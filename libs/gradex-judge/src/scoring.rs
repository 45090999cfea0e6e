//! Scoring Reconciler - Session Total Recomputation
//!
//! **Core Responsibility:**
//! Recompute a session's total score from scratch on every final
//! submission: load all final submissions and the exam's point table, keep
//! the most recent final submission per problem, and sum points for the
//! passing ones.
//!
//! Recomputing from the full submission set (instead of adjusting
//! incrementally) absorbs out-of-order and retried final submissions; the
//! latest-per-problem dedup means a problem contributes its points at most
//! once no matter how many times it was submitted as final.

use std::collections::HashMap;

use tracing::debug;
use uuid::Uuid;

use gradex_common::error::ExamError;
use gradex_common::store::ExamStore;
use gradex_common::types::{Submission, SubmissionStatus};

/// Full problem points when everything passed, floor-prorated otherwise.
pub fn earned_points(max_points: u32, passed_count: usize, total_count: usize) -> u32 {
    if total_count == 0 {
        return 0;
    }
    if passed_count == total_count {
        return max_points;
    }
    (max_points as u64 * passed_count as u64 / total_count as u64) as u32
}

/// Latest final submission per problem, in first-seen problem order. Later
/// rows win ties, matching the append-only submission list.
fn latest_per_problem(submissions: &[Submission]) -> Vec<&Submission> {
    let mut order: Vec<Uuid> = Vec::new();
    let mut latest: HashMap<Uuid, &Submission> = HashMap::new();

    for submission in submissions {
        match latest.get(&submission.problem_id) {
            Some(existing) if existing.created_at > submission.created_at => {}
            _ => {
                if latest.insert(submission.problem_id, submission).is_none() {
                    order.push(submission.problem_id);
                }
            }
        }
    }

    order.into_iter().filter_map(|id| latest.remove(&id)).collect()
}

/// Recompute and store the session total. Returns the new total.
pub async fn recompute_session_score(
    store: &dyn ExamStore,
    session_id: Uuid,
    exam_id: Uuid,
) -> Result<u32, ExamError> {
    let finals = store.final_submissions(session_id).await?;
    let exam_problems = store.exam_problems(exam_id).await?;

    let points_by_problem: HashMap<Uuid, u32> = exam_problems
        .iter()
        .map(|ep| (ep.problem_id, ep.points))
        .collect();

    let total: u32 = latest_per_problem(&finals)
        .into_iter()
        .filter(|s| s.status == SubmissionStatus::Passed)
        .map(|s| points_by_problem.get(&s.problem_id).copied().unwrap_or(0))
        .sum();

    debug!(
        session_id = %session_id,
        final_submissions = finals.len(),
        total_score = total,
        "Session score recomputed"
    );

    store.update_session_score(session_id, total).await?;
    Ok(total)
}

- - - - -

» **Activity**
Return a word-for-word copy of the lines from the beginning of the listing to the line holding "point table, keep", both kept.

» **Solution to this task**
filename libs/gradex-judge/src/scoring.rs
repository 45090999cfea0e6e
//! Scoring Reconciler - Session Total Recomputation
//!
//! **Core Responsibility:**
//! Recompute a session's total score from scratch on every final
//! submission: load all final submissions and the exam's point table, keep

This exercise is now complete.